Nearly five years after the Petroleum Industry Act (PIA) set timelines for establishing Host Communities Development Trusts (HCDTs), Sumedha Energy Limited, a joint venture partner operating Oil Mining Lease (OML) 13 in Akwa Ibom State, has unveiled a comprehensive needs assessment.
The 624-page report, presented on Monday in Uyo, identifies priority interventions in healthcare, education, infrastructure, water and sanitation, youth empowerment, livelihoods, human capital development and environmental sustainability across 11 oil-producing local government areas.
Under Section 235(7) of the PIA, operators must undertake a needs assessment that forms the basis of a Community Development Plan, which determines projects to be executed by the Host Communities Development Trust.
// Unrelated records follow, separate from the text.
use serde::{Deserialize, Serialize};
use serde_json::{Value, json};
use thiserror::Error;

/// Result alias used across Plume crates.
pub type Result<T, E = ServiceError> = std::result::Result<T, E>;

/// Closed set of error kinds a service call can fail with.
///
/// Each kind maps to a protocol status code and a stable class name that
/// transports use when serializing the error.
#[derive(Debug, Clone, Copy, PartialEq, Eq, Hash, Serialize, Deserialize)]
pub enum ErrorKind {
    BadRequest,
    NotAuthenticated,
    PaymentError,
    Forbidden,
    NotFound,
    MethodNotAllowed,
    NotAcceptable,
    Timeout,
    Conflict,
    LengthRequired,
    Unprocessable,
    TooManyRequests,
    GeneralError,
    NotImplemented,
    BadGateway,
    Unavailable,
}

impl ErrorKind {
    /// Every kind, in status code order.
    pub const ALL: [ErrorKind; 16] = [
        ErrorKind::BadRequest,
        ErrorKind::NotAuthenticated,
        ErrorKind::PaymentError,
        ErrorKind::Forbidden,
        ErrorKind::NotFound,
        ErrorKind::MethodNotAllowed,
        ErrorKind::NotAcceptable,
        ErrorKind::Timeout,
        ErrorKind::Conflict,
        ErrorKind::LengthRequired,
        ErrorKind::Unprocessable,
        ErrorKind::TooManyRequests,
        ErrorKind::GeneralError,
        ErrorKind::NotImplemented,
        ErrorKind::BadGateway,
        ErrorKind::Unavailable,
    ];

    /// Protocol status code hint for this kind.
    pub fn code(&self) -> u16 {
        match self {
            ErrorKind::BadRequest => 400,
            ErrorKind::NotAuthenticated => 401,
            ErrorKind::PaymentError => 402,
            ErrorKind::Forbidden => 403,
            ErrorKind::NotFound => 404,
            ErrorKind::MethodNotAllowed => 405,
            ErrorKind::NotAcceptable => 406,
            ErrorKind::Timeout => 408,
            ErrorKind::Conflict => 409,
            ErrorKind::LengthRequired => 411,
            ErrorKind::Unprocessable => 422,
            ErrorKind::TooManyRequests => 429,
            ErrorKind::GeneralError => 500,
            ErrorKind::NotImplemented => 501,
            ErrorKind::BadGateway => 502,
            ErrorKind::Unavailable => 503,
        }
    }

    /// Kebab-case class name, e.g. `not-authenticated`.
    pub fn class_name(&self) -> &'static str {
        match self {
            ErrorKind::BadRequest => "bad-request",
            ErrorKind::NotAuthenticated => "not-authenticated",
            ErrorKind::PaymentError => "payment-error",
            ErrorKind::Forbidden => "forbidden",
            ErrorKind::NotFound => "not-found",
            ErrorKind::MethodNotAllowed => "method-not-allowed",
            ErrorKind::NotAcceptable => "not-acceptable",
            ErrorKind::Timeout => "timeout",
            ErrorKind::Conflict => "conflict",
            ErrorKind::LengthRequired => "length-required",
            ErrorKind::Unprocessable => "unprocessable",
            ErrorKind::TooManyRequests => "too-many-requests",
            ErrorKind::GeneralError => "general-error",
            ErrorKind::NotImplemented => "not-implemented",
            ErrorKind::BadGateway => "bad-gateway",
            ErrorKind::Unavailable => "unavailable",
        }
    }

    /// Human readable name, e.g. `NotAuthenticated`.
    pub fn name(&self) -> &'static str {
        match self {
            ErrorKind::BadRequest => "BadRequest",
            ErrorKind::NotAuthenticated => "NotAuthenticated",
            ErrorKind::PaymentError => "PaymentError",
            ErrorKind::Forbidden => "Forbidden",
            ErrorKind::NotFound => "NotFound",
            ErrorKind::MethodNotAllowed => "MethodNotAllowed",
            ErrorKind::NotAcceptable => "NotAcceptable",
            ErrorKind::Timeout => "Timeout",
            ErrorKind::Conflict => "Conflict",
            ErrorKind::LengthRequired => "LengthRequired",
            ErrorKind::Unprocessable => "Unprocessable",
            ErrorKind::TooManyRequests => "TooManyRequests",
            ErrorKind::GeneralError => "GeneralError",
            ErrorKind::NotImplemented => "NotImplemented",
            ErrorKind::BadGateway => "BadGateway",
            ErrorKind::Unavailable => "Unavailable",
        }
    }

    /// Looks up the kind for a status code.
    pub fn from_code(code: u16) -> Option<Self> {
        Self::ALL.into_iter().find(|kind| kind.code() == code)
    }
}

impl std::fmt::Display for ErrorKind {
    fn fmt(&self, f: &mut std::fmt::Formatter<'_>) -> std::fmt::Result {
        write!(f, "{}", self.name())
    }
}

/// Error produced by a service call or one of its hooks.
///
/// The error is cloneable so that an error-phase context can keep a snapshot
/// of the context that was active when the failure happened.
#[derive(Debug, Clone, PartialEq, Error)]
#[error("{kind}: {message}")]
pub struct ServiceError {
    kind: ErrorKind,
    message: String,
    data: Option<Value>,
}

impl ServiceError {
    /// Create an error of the given kind.
    pub fn new(kind: ErrorKind, message: impl Into<String>) -> Self {
        Self {
            kind,
            message: message.into(),
            data: None,
        }
    }

    /// Attach structured data (for example field level validation errors).
    pub fn with_data(mut self, data: Value) -> Self {
        self.data = Some(data);
        self
    }

    pub fn bad_request(message: impl Into<String>) -> Self {
        Self::new(ErrorKind::BadRequest, message)
    }

    pub fn not_authenticated(message: impl Into<String>) -> Self {
        Self::new(ErrorKind::NotAuthenticated, message)
    }

    pub fn forbidden(message: impl Into<String>) -> Self {
        Self::new(ErrorKind::Forbidden, message)
    }

    pub fn not_found(message: impl Into<String>) -> Self {
        Self::new(ErrorKind::NotFound, message)
    }

    pub fn method_not_allowed(message: impl Into<String>) -> Self {
        Self::new(ErrorKind::MethodNotAllowed, message)
    }

    pub fn conflict(message: impl Into<String>) -> Self {
        Self::new(ErrorKind::Conflict, message)
    }

    pub fn unprocessable(message: impl Into<String>) -> Self {
        Self::new(ErrorKind::Unprocessable, message)
    }

    pub fn general(message: impl Into<String>) -> Self {
        Self::new(ErrorKind::GeneralError, message)
    }

    pub fn not_implemented(message: impl Into<String>) -> Self {
        Self::new(ErrorKind::NotImplemented, message)
    }

    pub fn unavailable(message: impl Into<String>) -> Self {
        Self::new(ErrorKind::Unavailable, message)
    }

    pub fn kind(&self) -> ErrorKind {
        self.kind
    }

    pub fn message(&self) -> &str {
        &self.message
    }

    pub fn data(&self) -> Option<&Value> {
        self.data.as_ref()
    }

    /// Mutable access to the attached data, creating an empty object if unset.
    pub fn data_mut(&mut self) -> &mut Value {
        self.data.get_or_insert_with(|| json!({}))
    }

    pub fn code(&self) -> u16 {
        self.kind.code()
    }

    /// Check if this error is a client error (4xx category)
    pub fn is_client_error(&self) -> bool {
        (400..500).contains(&self.code())
    }

    /// Check if this error is a server error (5xx category)
    pub fn is_server_error(&self) -> bool {
        self.code() >= 500
    }

    /// Serialize into the wire shape transports send to clients.
    pub fn to_json(&self) -> Value {
        let mut body = json!({
            "name": self.kind.name(),
            "message": self.message,
            "code": self.code(),
            "className": self.kind.class_name(),
        });
        if let Some(data) = &self.data {
            body["data"] = data.clone();
        }
        body
    }
}

impl From<serde_json::Error> for ServiceError {
    fn from(err: serde_json::Error) -> Self {
        Self::bad_request(format!("Invalid JSON payload: {err}"))
    }
}

impl From<anyhow::Error> for ServiceError {
    fn from(err: anyhow::Error) -> Self {
        match err.downcast::<ServiceError>() {
            Ok(service_error) => service_error,
            Err(other) => Self::general(other.to_string()),
        }
    }
}
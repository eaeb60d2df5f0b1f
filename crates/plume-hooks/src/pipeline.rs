//! Pipeline executor.
//!
//! [`Pipeline::execute`] drives one call through its states:
//!
//! ```text
//!  running-before ──(result set)──────────────┐
//!        │                                    ▼
//!        └──► running-method ──────────► running-after ──► settled-success
//!                    │                        │                  ▲
//!        (any failure, including validation)  │                  │ result set
//!                    ▼                        ▼                  │
//!               running-error ◄───────────────┘ ─────────────────┤
//!                    │                                           │
//!                    └──(no result)──► settled-failure           │
//! ```
//!
//! Hooks of one chain run strictly one after another against the same
//! context. The first failing `before`/`after` hook stops its chain. Error
//! hooks always run to the end of the chain: a failing error hook replaces the
//! error and the next error hook sees the replacement.

use std::any::Any;
use std::future::Future;
use std::panic::AssertUnwindSafe;
use std::time::{Duration, Instant};

use futures_util::FutureExt;
use plume_core::{Result, ServiceError, ServiceMethod};
use plume_service::MethodArgs;
use serde_json::Value;
use tracing::{debug, error, warn};

use crate::context::{FailureStage, HookContext, HookType};
use crate::hook::HookRef;
use crate::registry::{HookTable, compose};

/// States of one invocation.
#[derive(Debug, Clone, Copy, PartialEq, Eq)]
pub enum PipelineState {
    RunningBefore,
    RunningMethod,
    RunningAfter,
    RunningError,
    SettledSuccess,
    SettledFailure,
}

impl PipelineState {
    pub fn as_str(&self) -> &'static str {
        match self {
            PipelineState::RunningBefore => "running-before",
            PipelineState::RunningMethod => "running-method",
            PipelineState::RunningAfter => "running-after",
            PipelineState::RunningError => "running-error",
            PipelineState::SettledSuccess => "settled-success",
            PipelineState::SettledFailure => "settled-failure",
        }
    }

    pub fn is_settled(&self) -> bool {
        matches!(
            self,
            PipelineState::SettledSuccess | PipelineState::SettledFailure
        )
    }
}

impl std::fmt::Display for PipelineState {
    fn fmt(&self, f: &mut std::fmt::Formatter<'_>) -> std::fmt::Result {
        write!(f, "{}", self.as_str())
    }
}

/// The hook chains of one call, resolved from the registries when it starts.
#[derive(Clone, Default)]
pub struct Chains {
    pub before: Vec<HookRef>,
    pub after: Vec<HookRef>,
    pub error: Vec<HookRef>,
    pub finally: Vec<HookRef>,
}

impl Chains {
    /// Resolve every phase for `method`, merging application-wide hooks.
    pub fn resolve(app: Option<&HookTable>, service: &HookTable, method: ServiceMethod) -> Self {
        Self {
            before: compose(app, service, HookType::Before, method),
            after: compose(app, service, HookType::After, method),
            error: compose(app, service, HookType::Error, method),
            finally: compose(app, service, HookType::Finally, method),
        }
    }

    pub fn get(&self, hook_type: HookType) -> &[HookRef] {
        match hook_type {
            HookType::Before => &self.before,
            HookType::After => &self.after,
            HookType::Error => &self.error,
            HookType::Finally => &self.finally,
        }
    }
}

/// Runs a chain of hooks in order against one context.
#[derive(Debug, Clone, Default)]
pub struct ChainRunner {
    slow_hook_warn: Option<Duration>,
}

impl ChainRunner {
    pub fn new() -> Self {
        Self::default()
    }

    /// Log hooks that take longer than `threshold`. Nothing is cancelled.
    pub fn with_slow_hook_warning(mut self, threshold: Duration) -> Self {
        self.slow_hook_warn = (!threshold.is_zero()).then_some(threshold);
        self
    }

    /// Run `hooks` in order, stopping at the first failure.
    pub async fn run(&self, hooks: &[HookRef], ctx: &mut HookContext) -> Result<()> {
        for hook in hooks {
            self.run_one(hook, ctx).await?;
        }
        Ok(())
    }

    /// Run every hook of an error chain. A failing hook replaces `ctx.error`.
    pub async fn run_error_chain(&self, hooks: &[HookRef], ctx: &mut HookContext) {
        for hook in hooks {
            if let Err(e) = self.run_one(hook, ctx).await {
                debug!(
                    hook = %hook.name(),
                    kind = %e.kind(),
                    "Error hook replaced the error"
                );
                ctx.replace_error(e, FailureStage::ErrorHook);
            }
        }
    }

    async fn run_one(&self, hook: &HookRef, ctx: &mut HookContext) -> Result<()> {
        let frame = ctx.frame();
        let started = Instant::now();

        let outcome = AssertUnwindSafe(hook.run(ctx)).catch_unwind().await;

        let elapsed = started.elapsed();
        if let Some(threshold) = self.slow_hook_warn {
            if elapsed > threshold {
                warn!(
                    hook = %hook.name(),
                    elapsed_ms = elapsed.as_millis() as u64,
                    threshold_ms = threshold.as_millis() as u64,
                    "Slow hook"
                );
            }
        }

        let result = match outcome {
            Ok(result) => result,
            Err(panic) => {
                let panic_msg = panic_message(panic.as_ref());
                error!(hook = %hook.name(), panic = %panic_msg, "Hook panicked");
                Err(ServiceError::general(format!(
                    "Hook '{}' panicked: {panic_msg}",
                    hook.name()
                )))
            }
        };

        // A hook may swap the whole context, but only for one of the same call.
        if let Err(reason) = ctx.restore_frame(frame) {
            return Err(ServiceError::general(format!("Hook '{}' {reason}", hook.name())));
        }

        result
    }
}

fn panic_message(panic: &(dyn Any + Send)) -> String {
    if let Some(s) = panic.downcast_ref::<&str>() {
        s.to_string()
    } else if let Some(s) = panic.downcast_ref::<String>() {
        s.clone()
    } else {
        "Unknown panic".to_string()
    }
}

/// Final context and outcome of a settled call.
#[derive(Debug)]
pub struct Settled {
    pub context: HookContext,
    pub state: PipelineState,
    pub outcome: Result<Value>,
}

impl Settled {
    pub fn is_success(&self) -> bool {
        self.state == PipelineState::SettledSuccess
    }
}

/// Drives calls through the before, method, after and error phases.
#[derive(Debug, Clone, Default)]
pub struct Pipeline {
    runner: ChainRunner,
}

impl Pipeline {
    pub fn new(runner: ChainRunner) -> Self {
        Self { runner }
    }

    pub fn runner(&self) -> &ChainRunner {
        &self.runner
    }

    /// Run one call to a settled state.
    ///
    /// `call` performs the underlying service method with the arguments drawn
    /// back out of the context after the `before` hooks. It is not invoked
    /// when validation fails or a `before` hook set a result.
    pub async fn execute<F, Fut>(&self, mut ctx: HookContext, chains: &Chains, call: F) -> Settled
    where
        F: FnOnce(MethodArgs) -> Fut,
        Fut: Future<Output = Result<Value>>,
    {
        let mut call = Some(call);
        let mut state = PipelineState::RunningBefore;

        if let Err(e) = ctx.to_args().validate(ctx.method()) {
            ctx.fail(e, FailureStage::Validation);
            state = PipelineState::RunningError;
        }

        while !state.is_settled() {
            debug!(state = %state, "Pipeline transition");
            state = match state {
                PipelineState::RunningBefore => {
                    ctx.enter_phase(HookType::Before);
                    match self.runner.run(&chains.before, &mut ctx).await {
                        Ok(()) if ctx.has_result() => {
                            debug!("Result set in before hook, skipping service method");
                            PipelineState::RunningAfter
                        }
                        Ok(()) => PipelineState::RunningMethod,
                        Err(e) => self.divert(&mut ctx, e, FailureStage::BeforeHook),
                    }
                }
                PipelineState::RunningMethod => {
                    let outcome = match call.take() {
                        Some(call) => {
                            let args = ctx.to_args();
                            AssertUnwindSafe(async move { call(args).await })
                                .catch_unwind()
                                .await
                                .unwrap_or_else(|panic| {
                                    let panic_msg = panic_message(panic.as_ref());
                                    error!(panic = %panic_msg, "Service method panicked");
                                    Err(ServiceError::general(format!(
                                        "Service method '{}' panicked: {panic_msg}",
                                        ctx.method()
                                    )))
                                })
                        }
                        None => Err(ServiceError::general("Service method called twice")),
                    };
                    match outcome {
                        Ok(value) => {
                            ctx.result = Some(value);
                            PipelineState::RunningAfter
                        }
                        Err(e) => self.divert(&mut ctx, e, FailureStage::Method),
                    }
                }
                PipelineState::RunningAfter => {
                    ctx.enter_phase(HookType::After);
                    match self.runner.run(&chains.after, &mut ctx).await {
                        Ok(()) => PipelineState::SettledSuccess,
                        Err(e) => self.divert(&mut ctx, e, FailureStage::AfterHook),
                    }
                }
                PipelineState::RunningError => {
                    ctx.enter_phase(HookType::Error);
                    self.runner.run_error_chain(&chains.error, &mut ctx).await;
                    if ctx.has_result() {
                        debug!(stage = ?ctx.failure_stage(), "Error recovered by error hook");
                        ctx.error = None;
                        PipelineState::SettledSuccess
                    } else {
                        PipelineState::SettledFailure
                    }
                }
                settled => settled,
            };
        }

        let outcome = match state {
            PipelineState::SettledSuccess => Ok(ctx.response().cloned().unwrap_or(Value::Null)),
            _ => {
                let err = ctx
                    .error
                    .clone()
                    .unwrap_or_else(|| ServiceError::general("Call failed without an error"));
                warn!(
                    kind = %err.kind(),
                    stage = ?ctx.failure_stage(),
                    error = %err,
                    "Service call failed"
                );
                Err(err)
            }
        };

        Settled {
            context: ctx,
            state,
            outcome,
        }
    }

    /// Run the `finally` chain of a settled call.
    ///
    /// On success the caller receives the response as the `finally` hooks left
    /// it. A failing `finally` hook rejects the call with its own error; it
    /// does not enter the error chain.
    pub async fn finish(
        &self,
        settled: Settled,
        hooks: &[HookRef],
    ) -> (HookContext, Result<Value>) {
        let Settled {
            context: mut ctx,
            outcome,
            ..
        } = settled;
        if hooks.is_empty() {
            return (ctx, outcome);
        }

        ctx.enter_phase(HookType::Finally);
        if let Err(e) = self.runner.run(hooks, &mut ctx).await {
            warn!(kind = %e.kind(), error = %e, "Finally hook failed");
            ctx.replace_error(e.clone(), FailureStage::FinallyHook);
            return (ctx, Err(e));
        }

        let outcome = outcome.map(|_| ctx.response().cloned().unwrap_or(Value::Null));
        (ctx, outcome)
    }

    fn divert(
        &self,
        ctx: &mut HookContext,
        error: ServiceError,
        stage: FailureStage,
    ) -> PipelineState {
        debug!(kind = %error.kind(), stage = ?stage, "Diverting to error hooks");
        ctx.fail(error, stage);
        PipelineState::RunningError
    }
}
The law also makes the Community Development Plan a prerequisite for the trust’s registration.
However, Section 236 of the PIA requires operators of existing oil mining leases to incorporate the trust within 12 months of the Act taking effect. The Act came into force in August 2021, meaning operators of existing leases were expected to establish their trusts by August 2022.
Failure to comply attracts sanctions. Under Regulation 9 of the Host Communities Development Regulations, the NUPRC may issue a default notice directing an operator to establish the trust within 45 days after the deadline. Operators that fail to comply become liable to an administrative penalty of $2,500 per day until the trust is incorporated, while persistent non-compliance may lead the Commission to recommend revocation of the lease or licence.
Four years is a long time. The communities of OML 13 have waited. The report is a step forward. But a needs assessment is not development. It is a diagnosis. The treatment is still to come.
The winners: the host communities, at least on paper. The losers: the same communities, which have waited four years for a process that should have taken one.
Bottom Line: Four years late. 624 pages. The communities are still waiting for the development to start.